Did you go to Middenheim? Doesn't look like it. Which, when playing a short adventure that was specifically created as a bridge between the end of 'Death on the Reik' and the start of 'Power Behind the Throne', seems a bit dim. For those who don't know, DotR ends with the PCs finding a letter that implies that something fishy is going on in Middenheim, and PBtT begins "So you arrive in Middenheim." Clearly something was needed to fill the gap between the two. Something that would separate the PCs from their fucking barge.
I did at one point think about having the barge captured by big smelly river-pirates, who would tie up and forcibly bugger anyone who tried to take it back off them. This would probably have done the separation job better than simply torching the thing, but I realised it would be tricky to get the Odorous Piratical Sodomy table past Games Workshop's RPG licensing department. So arson it was.
Did you ever work out how the barge caught fire? Or more particularly, which trusted retainer of which major trading family chucked the oil-lamp into the boat's forward hold, and why? Or did you bother to read the paperwork you'd signed the evening before, which guarantees that the person who had hired you to transport some cargo must pay for repairs to any damage that comes to your barge while it's at his dock? Evidently not. For fuck's sake.
You do, however, seem to have got part of the point: you note that Warhammer FRP isn't like D&D, and the monsters don't automatically carry gold and magic items. D&D is about quests for glory and riches; WFRP pretends to be the same, but in fact is about the PCs' day-to-day fight for survival in a universe that hates them. If you don't finish each adventure worse off than when you started it, your GM is doing something wrong. If you find yourself in a WFRP adventure and not knee-deep in shit then duck, because another load is past due. And if you do something really stupid like getting addicted to drugs because they give you combat bonuses -- and I've heard some really idiotic reasons for getting hooked, but that one takes the tab -- then you deserve everything that's coming to you.

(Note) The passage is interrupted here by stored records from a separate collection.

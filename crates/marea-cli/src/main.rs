// Copyright 2026 Phillip Cloud
// Licensed under the Apache License, Version 2.0

mod config;
mod runtime;

use anyhow::{Context, Result, anyhow};
use config::Config;
use log::{LevelFilter, info};
use marea_app::{QuoteStore, QuotesState};
use marea_print::SpoolSurface;
use marea_testkit::QuoteFaker;
use runtime::PrintRuntime;
use std::env;
use std::fs;
use std::path::{Path, PathBuf};

const DEMO_SEED: u64 = 2026;
const DEMO_QUOTES: usize = 12;

fn main() {
    if let Err(error) = run() {
        eprintln!("{error:#}");
        std::process::exit(1);
    }
}

fn run() -> Result<()> {
    let options = parse_cli_args(env::args().skip(1), Config::default_path()?)?;
    if options.show_help {
        print_help();
        return Ok(());
    }

    if options.print_config_path {
        println!("{}", options.config_path.display());
        return Ok(());
    }

    if options.print_example {
        print!("{}", Config::example_config(&options.config_path));
        return Ok(());
    }

    let config = Config::load(&options.config_path).with_context(|| {
        format!(
            "load config {}; run `marea --print-example-config` to generate a v1 template",
            options.config_path.display()
        )
    })?;

    let spool_dir = config.spool_dir()?;
    if options.print_spool_path {
        println!("{}", spool_dir.display());
        return Ok(());
    }

    let opener = config.opener()?;
    let log_level = config.log_level()?;
    let log_file = config.log_file()?;
    if options.check_only {
        return Ok(());
    }

    init_logging(&log_file, log_level)?;
    info!(
        "marea {} starting with config {}",
        env!("CARGO_PKG_VERSION"),
        options.config_path.display()
    );

    marea_print::evict_stale_spool(&spool_dir, config.spool_ttl_days())?;

    let store = if options.demo {
        info!("seeding {DEMO_QUOTES} demo quotes");
        QuoteFaker::new(DEMO_SEED).store(DEMO_QUOTES)
    } else {
        QuoteStore::new()
    };
    let mut state = QuotesState::with_store(store);
    let mut runtime = PrintRuntime::new(
        config.shop_profile(),
        SpoolSurface::new(spool_dir, opener),
    );
    marea_tui::run_app(&mut state, &mut runtime)
}

/// The TUI owns the terminal, so log records go to a file instead of stderr.
fn init_logging(path: &Path, level: LevelFilter) -> Result<()> {
    if let Some(parent) = path.parent() {
        fs::create_dir_all(parent)
            .with_context(|| format!("create log directory {}", parent.display()))?;
    }
    let file = fs::OpenOptions::new()
        .create(true)
        .append(true)
        .open(path)
        .with_context(|| {
            format!(
                "open log file {} -- set [log].file to a writable path",
                path.display()
            )
        })?;

    env_logger::Builder::new()
        .filter_level(level)
        .parse_default_env()
        .target(env_logger::Target::Pipe(Box::new(file)))
        .try_init()
        .context("initialize logger")
}

#[derive(Debug, Clone, PartialEq, Eq)]
struct CliOptions {
    config_path: PathBuf,
    print_config_path: bool,
    print_spool_path: bool,
    demo: bool,
    print_example: bool,
    check_only: bool,
    show_help: bool,
}

fn parse_cli_args<I, S>(args: I, default_config_path: PathBuf) -> Result<CliOptions>
where
    I: IntoIterator<Item = S>,
    S: AsRef<str>,
{
    let mut options = CliOptions {
        config_path: default_config_path,
        print_config_path: false,
        print_spool_path: false,
        demo: false,
        print_example: false,
        check_only: false,
        show_help: false,
    };

    let mut iter = args.into_iter();
    while let Some(arg) = iter.next() {
        match arg.as_ref() {
            "--config" => {
                let value = iter
                    .next()
                    .ok_or_else(|| anyhow!("--config requires a file path"))?;
                options.config_path = PathBuf::from(value.as_ref());
            }
            "--print-config-path" => {
                options.print_config_path = true;
            }
            "--print-spool-path" => {
                options.print_spool_path = true;
            }
            "--print-example-config" => {
                options.print_example = true;
            }
            "--demo" => {
                options.demo = true;
            }
            "--check" => {
                options.check_only = true;
            }
            "--help" | "-h" => {
                options.show_help = true;
            }
            unknown => {
                return Err(anyhow!(
                    "unknown argument {unknown:?}; run with --help to see supported options"
                ));
            }
        }
    }

    Ok(options)
}

fn print_help() {
    println!("marea - quotes desk for a watercraft service shop");
    println!("  --config <path>          Use a specific config path");
    println!("  --print-config-path      Print resolved config path");
    println!("  --print-spool-path       Print resolved print spool directory");
    println!("  --print-example-config   Print a v1 config template");
    println!("  --demo                   Launch with seeded demo quotes");
    println!("  --check                  Validate config and exit");
    println!("  --help                   Show this help");
}

#[cfg(test)]
mod tests {
    use super::{CliOptions, parse_cli_args};
    use anyhow::Result;
    use std::path::PathBuf;

    fn default_options_path() -> PathBuf {
        PathBuf::from("/tmp/marea-config.toml")
    }

    #[test]
    fn parse_cli_args_defaults_to_provided_config_path() -> Result<()> {
        let options = parse_cli_args(Vec::<String>::new(), default_options_path())?;
        assert_eq!(
            options,
            CliOptions {
                config_path: default_options_path(),
                print_config_path: false,
                print_spool_path: false,
                demo: false,
                print_example: false,
                check_only: false,
                show_help: false,
            }
        );
        Ok(())
    }

    #[test]
    fn parse_cli_args_sets_config_path_override() -> Result<()> {
        let options = parse_cli_args(
            vec!["--config", "/custom/config.toml"],
            default_options_path(),
        )?;
        assert_eq!(options.config_path, PathBuf::from("/custom/config.toml"));
        Ok(())
    }

    #[test]
    fn parse_cli_args_errors_for_missing_config_value() {
        let error = parse_cli_args(vec!["--config"], default_options_path())
            .expect_err("missing config value should fail");
        assert!(error.to_string().contains("--config requires a file path"));
    }

    #[test]
    fn parse_cli_args_errors_for_unknown_argument() {
        let error = parse_cli_args(vec!["--wat"], default_options_path())
            .expect_err("unknown arg should fail");
        let message = error.to_string();
        assert!(message.contains("unknown argument"));
        assert!(message.contains("--help"));
    }

    #[test]
    fn parse_cli_args_sets_print_and_check_flags() -> Result<()> {
        let options = parse_cli_args(
            vec!["--print-config-path", "--print-example-config", "--check"],
            default_options_path(),
        )?;
        assert!(options.print_config_path);
        assert!(!options.print_spool_path);
        assert!(!options.demo);
        assert!(options.print_example);
        assert!(options.check_only);
        assert!(!options.show_help);
        Ok(())
    }

    #[test]
    fn parse_cli_args_sets_demo_and_spool_path_flags() -> Result<()> {
        let options = parse_cli_args(
            vec!["--demo", "--print-spool-path"],
            default_options_path(),
        )?;
        assert!(!options.print_config_path);
        assert!(options.print_spool_path);
        assert!(options.demo);
        Ok(())
    }

    #[test]
    fn parse_cli_args_sets_help_flag_for_long_and_short_variants() -> Result<()> {
        let long = parse_cli_args(vec!["--help"], default_options_path())?;
        assert!(long.show_help);

        let short = parse_cli_args(vec!["-h"], default_options_path())?;
        assert!(short.show_help);
        Ok(())
    }
}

In other words, my hat is off to your GM. He's running Warhammer FRP the way I run it, and it sounds like he's doing a good job. From your description, right about now your characters are somewhere towards the end of the second adventure of the Doomstones campaign. Wait till you reach the last one, that 's all I'm saying. You think you've suffered? Wait till you reach 'Heart of Chaos'. Your characters will hate it. You will love it. Because let's be honest, if nothing bad had ever happened to Fat Gregor, he wouldn't be half as fun to play, would he?
Go on. Buy another barge. I'll fucking sink that one too.